● **The task**: Exactly the lines from the opening of the records through the line containing "--- Window setup" should be copied, with both included.

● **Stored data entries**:
———

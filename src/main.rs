// What you SEE:
// • A yellow droplet sits in the middle of a white window.
// • Hold Left Mouse and drag: the droplet follows, stretching a gooey neck from the anchor
//   until it tears off; it turns from yellow to red the further you pull.
// • Release: it springs back with a little wobble.
// • R snaps it home instantly. S saves a PNG of the frame + silhouette. ESC quits.

mod color;
mod compositor;
mod config;
mod drag;
mod draw;
mod error;
mod input;
mod raster;
mod snapshot;
mod spring;
mod types;

use std::path::PathBuf;
use std::time::{Duration, Instant};

use color::drag_distance;
use compositor::{plan_frame, Compositor};
use config::DropletConfig;
use drag::DragTracker;
use draw::{draw_text_5x7, Drawer};
use error::Error;
use input::GestureRecognizer;
use raster::count_regions;
use types::FrameBuffer;

fn main() -> Result<(), Error> {
    tracing_subscriber::fmt()
        .with_max_level(tracing::Level::INFO)
        .init();

    let cfg = DropletConfig::default();
    cfg.validate()?;
    let (w, h) = (cfg.window_width, cfg.window_height);

    /* --- Window setup ---
       Visual: window opens, blank until the first frame is presented. */
    let mut drawer = Drawer::new("Droplet — Metaball Drag", w, h)?;
    tracing::info!(width = w, height = h, "window opened");

    /* --- Reusable buffers ---
       Visual: `composed` holds the droplet picture; `screen` is that plus HUD text. */
    let mut composed = FrameBuffer::new(w, h);
    let mut screen = FrameBuffer::new(w, h);
    let mut compositor = Compositor::new(w, h);
    let mut regions = 0;

    let mut tracker = DragTracker::new(cfg.spring);
    let mut gestures = GestureRecognizer::new();
    let mut snapshots_taken: u32 = 0;

    /* --- HUD / FPS --- */
    let mut last_fps_time = Instant::now();
    let mut frames_this_second: u32 = 0;
    let mut hud_fps_text = String::from("FPS: 0.0");
    let mut last_frame_time = Instant::now();

    /* ------------------------------ Main loop ------------------------------ */
    while drawer.is_open() && !drawer.esc_pressed() {
        let now = Instant::now();
        let dt = (now - last_frame_time).as_secs_f32(); // drives the spring
        last_frame_time = now;

        /* 1) Inputs → drag events → tracker */
        if drawer.r_pressed_once() {
            tracker.reset();
        }
        if let Some(event) = gestures.update(drawer.left_mouse_down(), drawer.mouse_pos()) {
            event.apply(&mut tracker);
        }

        /* 2) Step the snap-back (no-op while dragging or at rest) */
        tracker.tick(dt);

        /* 3) Re-compose only when the state changed.
           Visual: the droplet moves/tints; otherwise last frame is reused. */
        if tracker.take_dirty() {
            let commands = plan_frame(tracker.offset(), &cfg, w, h);
            compositor.execute(&commands, &mut composed)?;
            regions = count_regions(compositor.silhouette());
        }
        screen.pixels.copy_from_slice(&composed.pixels);

        /* 4) Snapshot on demand */
        if drawer.s_pressed_once() {
            snapshots_taken += 1;
            let frame_path = PathBuf::from(format!("droplet-{snapshots_taken}.png"));
            let mask_path = PathBuf::from(format!("droplet-{snapshots_taken}-mask.png"));
            if let Err(e) = snapshot::save_snapshot(&composed, compositor.silhouette(), &frame_path, &mask_path) {
                // optional extra; keep the widget running
                tracing::warn!(error = %e, "snapshot failed");
            }
        }

        /* 5) HUD text */
        let status = if tracker.is_dragging() {
            "DRAG"
        } else if tracker.is_animating() {
            "SPRING"
        } else {
            "REST"
        };
        let hud = format!(
            "{} | DIST: {:.0} | REGIONS: {} | {}",
            status,
            drag_distance(tracker.offset(), cfg.max_offset),
            regions,
            hud_fps_text
        );
        draw_text_5x7(&mut screen, 8, 8, &hud, 0x00_40_40_40);
        draw_text_5x7(&mut screen, 8, h as i32 - 16, "S: SAVE  R: RESET", 0x00_40_40_40);

        /* 6) Present to the window */
        drawer.present(&screen)?;

        /* 7) FPS counter (logged + HUD once per second) */
        frames_this_second += 1;
        if now.duration_since(last_fps_time) >= Duration::from_secs(1) {
            let secs = now.duration_since(last_fps_time).as_secs_f32();
            let fps = frames_this_second as f32 / secs;
            tracing::info!(fps, "frame rate");
            hud_fps_text = format!("FPS: {:.1}", fps);
            frames_this_second = 0;
            last_fps_time = now;
        }
    }

    Ok(())
}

———

● **Response**:
filename src/main.rs
// What you SEE:
// • A yellow droplet sits in the middle of a white window.
// • Hold Left Mouse and drag: the droplet follows, stretching a gooey neck from the anchor
//   until it tears off; it turns from yellow to red the further you pull.
// • Release: it springs back with a little wobble.
// • R snaps it home instantly. S saves a PNG of the frame + silhouette. ESC quits.

mod color;
mod compositor;
mod config;
mod drag;
mod draw;
mod error;
mod input;
mod raster;
mod snapshot;
mod spring;
mod types;

use std::path::PathBuf;
use std::time::{Duration, Instant};

use color::drag_distance;
use compositor::{plan_frame, Compositor};
use config::DropletConfig;
use drag::DragTracker;
use draw::{draw_text_5x7, Drawer};
use error::Error;
use input::GestureRecognizer;
use raster::count_regions;
use types::FrameBuffer;

fn main() -> Result<(), Error> {
    tracing_subscriber::fmt()
        .with_max_level(tracing::Level::INFO)
        .init();

    let cfg = DropletConfig::default();
    cfg.validate()?;
    let (w, h) = (cfg.window_width, cfg.window_height);

    /* --- Window setup ---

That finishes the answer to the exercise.